Depuis, les opérations de transfert d’eau depuis la nappe albienne jusqu’à Béchar se sont multipliées et à plusieurs reprises, le ministre s’est enquis sur place de l’avancée des travaux.
C’est le barrage marocain de Kadoussa, d’une capacité de 200 millions de m³, construit sur l’oued Guir commun aux deux pays qui pose problème.
Son entrée en fonction a réduit d’autant l’arrivée d’eau en aval vers Djorf Torba. Par ailleurs, ces dernières années, le débit de l’oued Guir s’est considérablement réduit du fait du manque de neige sur l’Atlas marocain où cet oued prend sa source.
La politique marocaine des grands barrages mise en cause
En cause également la stratégie des grands barrages du Maroc. Elle est dénoncée par l’agro-économiste marocain, Akesbi Nadjib, pour son côté « hydrovore » car l’eau mobilisée sert principalement aux cultures d’exportation vers l’Europe comme les pastèques, les fraises et les avocats qui sont cultivés dans un environnement aride.
En évoquant en Indonésie « les préoccupations [en matière d’hydraulique] dont souffre l’Algérie, notamment à ses frontières occidentales », Taha Derbal avait en tête la situation du périmètre agricole d’Abadla et de l’alimentation en eau de la ville de Béchar. Un dossier qu’il connaît pour le suivre en personne et pour s’être déplacé à plusieurs reprises dans la région.

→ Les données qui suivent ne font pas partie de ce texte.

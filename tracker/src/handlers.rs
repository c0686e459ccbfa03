use axum::{
    extract::{Path, State},
    http::StatusCode,
    response::{IntoResponse, Response},
    routing::{get, post},
    Json, Router,
};
use common::{
    ApiError, DescribeRequest, DescribeResponse, StatusOverrideRequest, SubmitRequest,
    SubmitResponse, UnitInfo,
};
use tower_http::trace::TraceLayer;
use tracing::{info, warn};

use crate::state::{AppState, TrackerError};

pub fn build_router(state: AppState) -> Router {
    Router::new()
        .route("/health", get(health))
        .route("/api/v1/jobs", post(submit_units))
        .route("/api/v1/jobs/describe", post(describe_units))
        .route("/api/v1/jobs/:id", get(get_unit))
        .route("/api/v1/jobs/:id/status", post(override_status))
        .layer(TraceLayer::new_for_http())
        .with_state(state)
}

impl IntoResponse for TrackerError {
    fn into_response(self) -> Response {
        let code = match self {
            TrackerError::UnknownUnit(_) => StatusCode::NOT_FOUND,
            TrackerError::NoUnits
            | TrackerError::TooManyIds { .. }
            | TrackerError::UnknownDependency(_) => StatusCode::BAD_REQUEST,
        };
        warn!("request rechazado: {}", self);
        (
            code,
            Json(ApiError {
                error: self.to_string(),
            }),
        )
            .into_response()
    }
}

/* ---------------- handlers HTTP ---------------- */

async fn health() -> &'static str {
    "ok"
}

// Encola N unidades de una etapa
async fn submit_units(
    State(state): State<AppState>,
    Json(req): Json<SubmitRequest>,
) -> Result<Json<SubmitResponse>, TrackerError> {
    let stage = req.stage;
    let units = req.units;
    let job_ids = state.submit(req)?;
    info!("etapa {}: {} unidades encoladas", stage, units);
    Ok(Json(SubmitResponse { job_ids }))
}

// Estado de un lote de unidades
async fn describe_units(
    State(state): State<AppState>,
    Json(req): Json<DescribeRequest>,
) -> Result<Json<DescribeResponse>, TrackerError> {
    let jobs = state.describe(&req.jobs)?;
    Ok(Json(DescribeResponse { jobs }))
}

// Registro completo de una unidad
async fn get_unit(
    State(state): State<AppState>,
    Path(id): Path<String>,
) -> Result<Json<UnitInfo>, TrackerError> {
    state
        .unit(&id)
        .map(Json)
        .ok_or(TrackerError::UnknownUnit(id))
}

// Override manual de operador (p.ej. para inyectar fallos)
async fn override_status(
    State(state): State<AppState>,
    Path(id): Path<String>,
    Json(req): Json<StatusOverrideRequest>,
) -> Result<Json<UnitInfo>, TrackerError> {
    let unit = state.pin_status(&id, req.status)?;
    info!("unidad {} fijada en {}", id, unit.status);
    Ok(Json(unit))
}

#[cfg(test)]
mod tests {
    use super::*;
    use axum::body::{to_bytes, Body};
    use axum::http::Request;
    use common::{Stage, UnitReport, UnitStatus};
    use serde::de::DeserializeOwned;
    use serde_json::{json, Value};
    use tower::ServiceExt;

    async fn call(app: Router, method: &str, uri: &str, body: Option<Value>) -> (StatusCode, Vec<u8>) {
        let builder = Request::builder().method(method).uri(uri);
        let request = match body {
            Some(b) => builder
                .header("content-type", "application/json")
                .body(Body::from(b.to_string()))
                .unwrap(),
            None => builder.body(Body::empty()).unwrap(),
        };
        let resp = app.oneshot(request).await.unwrap();
        let status = resp.status();
        let bytes = to_bytes(resp.into_body(), usize::MAX).await.unwrap();
        (status, bytes.to_vec())
    }

    fn parse<T: DeserializeOwned>(bytes: &[u8]) -> T {
        serde_json::from_slice(bytes).unwrap()
    }

    async fn submit(state: &AppState, units: u32) -> Vec<String> {
        let (code, body) = call(
            build_router(state.clone()),
            "POST",
            "/api/v1/jobs",
            Some(json!({"stage": "alignment", "job_definition": "align:1", "units": units})),
        )
        .await;
        assert_eq!(code, StatusCode::OK);
        parse::<SubmitResponse>(&body).job_ids
    }

    #[tokio::test]
    async fn health_responde_ok() {
        let (code, body) = call(build_router(AppState::default()), "GET", "/health", None).await;
        assert_eq!(code, StatusCode::OK);
        assert_eq!(body, b"ok");
    }

    #[tokio::test]
    async fn submit_y_describe() {
        let state = AppState::default();
        let ids = submit(&state, 2).await;
        assert_eq!(ids.len(), 2);

        let (code, body) = call(
            build_router(state.clone()),
            "POST",
            "/api/v1/jobs/describe",
            Some(json!({"jobs": [ids[0], "ghost", ids[1]]})),
        )
        .await;
        assert_eq!(code, StatusCode::OK);

        let resp: DescribeResponse = parse(&body);
        assert_eq!(
            resp.jobs,
            vec![
                UnitReport { job_id: ids[0].clone(), status: UnitStatus::Submitted },
                UnitReport { job_id: ids[1].clone(), status: UnitStatus::Submitted },
            ]
        );
    }

    #[tokio::test]
    async fn submit_con_cero_unidades_es_400() {
        let (code, body) = call(
            build_router(AppState::default()),
            "POST",
            "/api/v1/jobs",
            Some(json!({"stage": "genotyping", "job_definition": "gt", "units": 0})),
        )
        .await;
        assert_eq!(code, StatusCode::BAD_REQUEST);
        let err: ApiError = parse(&body);
        assert!(err.error.contains("at least 1"));
    }

    #[tokio::test]
    async fn describe_con_demasiados_ids_es_400() {
        let ids: Vec<String> = (0..3).map(|i| format!("u{i}")).collect();
        let (code, _) = call(
            build_router(AppState::new(2)),
            "POST",
            "/api/v1/jobs/describe",
            Some(json!({ "jobs": ids })),
        )
        .await;
        assert_eq!(code, StatusCode::BAD_REQUEST);
    }

    #[tokio::test]
    async fn get_unit_devuelve_registro_o_404() {
        let state = AppState::default();
        let ids = submit(&state, 1).await;

        let (code, body) =
            call(build_router(state.clone()), "GET", &format!("/api/v1/jobs/{}", ids[0]), None).await;
        assert_eq!(code, StatusCode::OK);
        let unit: UnitInfo = parse(&body);
        assert_eq!(unit.stage, Stage::Alignment);
        assert_eq!(unit.job_definition, "align:1");

        let (code, _) = call(build_router(state), "GET", "/api/v1/jobs/ghost", None).await;
        assert_eq!(code, StatusCode::NOT_FOUND);
    }

    #[tokio::test]
    async fn override_fija_el_estado() {
        let state = AppState::default();
        let ids = submit(&state, 1).await;

        let (code, body) = call(
            build_router(state.clone()),
            "POST",
            &format!("/api/v1/jobs/{}/status", ids[0]),
            Some(json!({"status": "FAILED"})),
        )
        .await;
        assert_eq!(code, StatusCode::OK);
        let unit: UnitInfo = parse(&body);
        assert_eq!(unit.status, UnitStatus::Failed);
        assert!(unit.pinned);

        let (code, _) = call(
            build_router(state),
            "POST",
            "/api/v1/jobs/ghost/status",
            Some(json!({"status": "FAILED"})),
        )
        .await;
        assert_eq!(code, StatusCode::NOT_FOUND);
    }

    #[tokio::test]
    async fn estado_desconocido_en_override_se_rechaza() {
        let state = AppState::default();
        let ids = submit(&state, 1).await;
        let (code, _) = call(
            build_router(state),
            "POST",
            &format!("/api/v1/jobs/{}/status", ids[0]),
            Some(json!({"status": "ZOMBIE"})),
        )
        .await;
        assert!(code.is_client_error());
    }
}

En mai dernier à Béchar, Taha Derbal a indiqué à l’agence APS que « le projet d’envergure de transfert des eaux albiennes du champ de captage de Guetrani (200 km au nord du chef-lieu de wilaya), vers Béchar a pour unique objectif la sécurisation de l’alimentation en eau potable des habitants de cette région du sud-ouest du pays ».
Il s’agit d’un projet d’une enveloppe budgétaire de 32 milliards de DA aux allures pharaoniques tant les défis posés aux équipes de terrain sont grands.
Actuellement, sur près de 200 km, une armada de pelleteuses réalise une tranchée devant accueillir une canalisation de gros diamètre. En plusieurs endroits, les ouvriers coulent du béton pour réaliser les stations de pompage et d’immenses réservoirs d’eau.
La volonté des autorités marocaines de tout miser sur l’exportation de fruits et de légumes en partie produits dans le sud du Maroc impacte aujourd’hui l’équilibre écologique et humain de toute la région de Béchar.